Download or read book The First Civil Right written by Naomi Murakawa and published by Studies in Postwar American Po. This book was released on 2014 with total page 281 pages. Available in PDF, EPUB and Kindle. Book excerpt: "The explosive rise in the U.S. incarceration rate in the second half of the twentieth century, and the racial transformation of the prison population from mostly white at mid-century to sixty-five percent black and Latino in the present day, is a trend that cannot easily be ignored. Many believe that this shift began with the "tough on crime" policies advocated by Republicans and southern Democrats beginning in the late 1960s, which sought longer prison sentences, more frequent use of the death penalty, and the explicit or implicit targeting of politically marginalized people. In The First Civil Right, Naomi Murakawa inverts the conventional wisdom by arguing that the expansion of the federal carceral state-a system that disproportionately imprisons blacks and Latinos-was, in fact, rooted in the civil-rights liberalism of the 1940s and early 1960s, not in the period after.

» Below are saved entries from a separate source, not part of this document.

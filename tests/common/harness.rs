use std::net::SocketAddr;
use std::sync::Arc;

use chrono::NaiveTime;
use tokio::net::TcpListener;
use tokio::task::JoinHandle;

use nearbite::gateway::Clock;
use nearbite::{
    Catalog, HandlerState, MockCacheBackend, MockRestaurantStore, RestaurantService,
    ServiceSettings, create_router_with_state,
};

pub struct TestServerConfig {
    pub catalog: Catalog,
    pub cache_available: bool,
    pub settings: ServiceSettings,
    pub clock: Clock,
}

fn noon() -> NaiveTime {
    NaiveTime::from_hms_opt(12, 0, 0).expect("valid time")
}

impl Default for TestServerConfig {
    fn default() -> Self {
        Self {
            catalog: super::fixtures::catalog(),
            cache_available: true,
            settings: ServiceSettings::default(),
            clock: noon,
        }
    }
}

pub struct TestServer {
    addr: SocketAddr,
    pub store: Arc<MockRestaurantStore>,
    pub cache: Arc<MockCacheBackend>,
    handle: JoinHandle<()>,
}

impl TestServer {
    pub fn url(&self) -> String {
        format!("http://{}", self.addr)
    }
}

impl Drop for TestServer {
    fn drop(&mut self) {
        self.handle.abort();
    }
}

pub async fn spawn_test_server(config: TestServerConfig) -> anyhow::Result<TestServer> {
    let store = Arc::new(MockRestaurantStore::from_catalog(config.catalog));
    let cache = Arc::new(MockCacheBackend::new());
    cache.set_available(config.cache_available);

    let service =
        RestaurantService::with_settings(Arc::clone(&cache), Arc::clone(&store), config.settings);
    let app = create_router_with_state(HandlerState::with_clock(Arc::new(service), config.clock));

    let listener = TcpListener::bind("127.0.0.1:0").await?;
    let addr = listener.local_addr()?;
    let handle = tokio::spawn(async move {
        let _ = axum::serve(listener, app).await;
    });

    Ok(TestServer {
        addr,
        store,
        cache,
        handle,
    })
}
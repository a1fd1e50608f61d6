//! Key-value cache backend contract and the in-process moka implementation.

use std::future::Future;
use std::sync::Arc;
use std::sync::atomic::{AtomicBool, Ordering};
use std::time::{Duration, Instant};

use moka::Expiry;
use moka::sync::Cache;

use super::error::{BackendError, BackendResult};
use crate::constants::DEFAULT_CACHE_CAPACITY;

/// A string-keyed, string-valued cache with per-entry expiry.
pub trait CacheBackend: Send + Sync {
    /// Whether the backend can currently serve requests. Callers skip the cache entirely when
    /// this is `false`.
    fn is_available(&self) -> impl Future<Output = bool> + Send;

    /// Reads `key`. `Ok(None)` is a miss.
    fn get(&self, key: &str) -> impl Future<Output = BackendResult<Option<String>>> + Send;

    /// Writes `key`, replacing any previous value and expiring it after `ttl`.
    fn set_with_expiry(
        &self,
        key: &str,
        value: String,
        ttl: Duration,
    ) -> impl Future<Output = BackendResult<()>> + Send;
}

#[derive(Debug, Clone)]
struct CachedValue {
    payload: Arc<str>,
    ttl: Duration,
}

struct PerEntryTtl;

impl Expiry<String, CachedValue> for PerEntryTtl {
    fn expire_after_create(
        &self,
        _key: &String,
        value: &CachedValue,
        _created_at: Instant,
    ) -> Option<Duration> {
        Some(value.ttl)
    }

    fn expire_after_update(
        &self,
        _key: &String,
        value: &CachedValue,
        _updated_at: Instant,
        _duration_until_expiry: Option<Duration>,
    ) -> Option<Duration> {
        Some(value.ttl)
    }
}

/// In-memory [`CacheBackend`] with bounded capacity (LRU-ish eviction) and per-entry TTL.
///
/// Availability is a switch so operators and tests can take the cache out of the request path
/// without rebuilding the service.
pub struct MokaCacheBackend {
    entries: Cache<String, CachedValue>,
    available: AtomicBool,
}

impl MokaCacheBackend {
    /// Creates a backend with the default capacity.
    pub fn new() -> Self {
        Self::with_capacity(DEFAULT_CACHE_CAPACITY)
    }

    pub fn with_capacity(capacity: u64) -> Self {
        Self {
            entries: Cache::builder()
                .max_capacity(capacity)
                .expire_after(PerEntryTtl)
                .build(),
            available: AtomicBool::new(true),
        }
    }

    pub fn set_available(&self, available: bool) {
        self.available.store(available, Ordering::Release);
    }

    #[inline]
    pub fn available(&self) -> bool {
        self.available.load(Ordering::Acquire)
    }

    /// Synchronous read, ignoring availability.
    pub fn peek(&self, key: &str) -> Option<String> {
        self.entries.get(key).map(|value| value.payload.to_string())
    }

    /// Synchronous write, ignoring availability.
    pub fn insert(&self, key: &str, value: String, ttl: Duration) {
        self.entries.insert(
            key.to_string(),
            CachedValue {
                payload: Arc::from(value),
                ttl,
            },
        );
    }

    pub fn remove(&self, key: &str) {
        self.entries.invalidate(key);
    }

    #[inline]
    pub fn contains_key(&self, key: &str) -> bool {
        self.entries.contains_key(key)
    }

    #[inline]
    pub fn len(&self) -> u64 {
        self.entries.entry_count()
    }

    #[inline]
    pub fn is_empty(&self) -> bool {
        self.entries.entry_count() == 0
    }

    pub fn clear(&self) {
        self.entries.invalidate_all();
    }

    /// Runs any pending maintenance tasks in the underlying cache.
    #[inline]
    pub fn run_pending_tasks(&self) {
        self.entries.run_pending_tasks();
    }
}

impl Default for MokaCacheBackend {
    fn default() -> Self {
        Self::new()
    }
}

impl std::fmt::Debug for MokaCacheBackend {
    fn fmt(&self, f: &mut std::fmt::Formatter<'_>) -> std::fmt::Result {
        f.debug_struct("MokaCacheBackend")
            .field("entries", &self.entries.entry_count())
            .field("available", &self.available())
            .finish()
    }
}

impl CacheBackend for MokaCacheBackend {
    async fn is_available(&self) -> bool {
        self.available()
    }

    async fn get(&self, key: &str) -> BackendResult<Option<String>> {
        if !self.available() {
            return Err(BackendError::Unavailable {
                reason: "backend switched off".to_string(),
            });
        }
        Ok(self.peek(key))
    }

    async fn set_with_expiry(&self, key: &str, value: String, ttl: Duration) -> BackendResult<()> {
        if !self.available() {
            return Err(BackendError::Unavailable {
                reason: "backend switched off".to_string(),
            });
        }
        self.insert(key, value, ttl);
        Ok(())
    }
}
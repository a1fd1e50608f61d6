//! Cross-cutting, shared constants.
//!
//! Runtime overrides for the cache and pool values live in [`crate::config::Config`]; these are
//! the defaults it falls back to.

use std::time::Duration;

/// Mean Earth radius used by the haversine distance.
pub const EARTH_RADIUS_KM: f64 = 6371.0;

/// Serving radius during peak hours.
pub const PEAK_HOURS_SERVING_RADIUS_KM: f64 = 3.0;

/// Serving radius outside peak hours.
pub const NORMAL_HOURS_SERVING_RADIUS_KM: f64 = 5.0;

/// Peak windows as inclusive `(first_hour, last_hour)` pairs on a 24h clock.
///
/// Granularity is the hour: `(8, 10)` covers 08:00 through 10:59.
pub const PEAK_HOUR_WINDOWS: [(u32, u32); 3] = [(8, 10), (13, 14), (19, 21)];

/// Geohash precision (characters) for cache keys. A 7-character cell is roughly 150m x 150m.
pub const GEOHASH_PRECISION: usize = 7;

/// Longest geohash the encoder accepts.
pub const MAX_GEOHASH_PRECISION: usize = 12;

pub const DEFAULT_CACHE_TTL_SECS: u64 = 3600;
pub const DEFAULT_CACHE_TTL: Duration = Duration::from_secs(DEFAULT_CACHE_TTL_SECS);

pub const DEFAULT_CACHE_CAPACITY: u64 = 10_000;

/// Workers in the concurrent search pool. One per strategy.
pub const SEARCH_POOL_WORKERS: usize = 4;

pub const POOL_SHUTDOWN_DEADLINE_MS: u64 = 800;
pub const POOL_SHUTDOWN_DEADLINE: Duration = Duration::from_millis(POOL_SHUTDOWN_DEADLINE_MS);
use chrono::{NaiveTime, Timelike};

use crate::constants::{
    NORMAL_HOURS_SERVING_RADIUS_KM, PEAK_HOUR_WINDOWS, PEAK_HOURS_SERVING_RADIUS_KM,
};

/// Returns `true` if the hour of `now` falls in any peak window (both ends inclusive).
#[inline]
pub fn is_peak_hour(now: NaiveTime) -> bool {
    let hour = now.hour();
    PEAK_HOUR_WINDOWS
        .iter()
        .any(|&(first, last)| (first..=last).contains(&hour))
}

/// Serving radius for a request made at `now`.
#[inline]
pub fn serving_radius_km(now: NaiveTime) -> f64 {
    if is_peak_hour(now) {
        PEAK_HOURS_SERVING_RADIUS_KM
    } else {
        NORMAL_HOURS_SERVING_RADIUS_KM
    }
}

Murakawa traces the development of the modern American prison system through several presidencies, both Republican and Democrat. Responding to calls to end the lawlessness and violence against blacks at the state and local levels, the Truman administration expanded the scope of what was previously a weak federal system. Later administrations from Johnson to Clinton expanded the federal presence even more. Ironically, these steps laid the groundwork for the creation of the vast penal archipelago that now exists in the United States. What began as a liberal initiative to curb the mob violence and police brutality that had deprived racial minorities of their first civil right - physical safety - eventually evolved into the federal correctional system that now deprives them, in unjustly large numbers, of another important right: freedom. The First Civil Right is a groundbreaking analysis of root of the conflicts that lie at the intersection of race and the legal system in America." -- Publisher's description.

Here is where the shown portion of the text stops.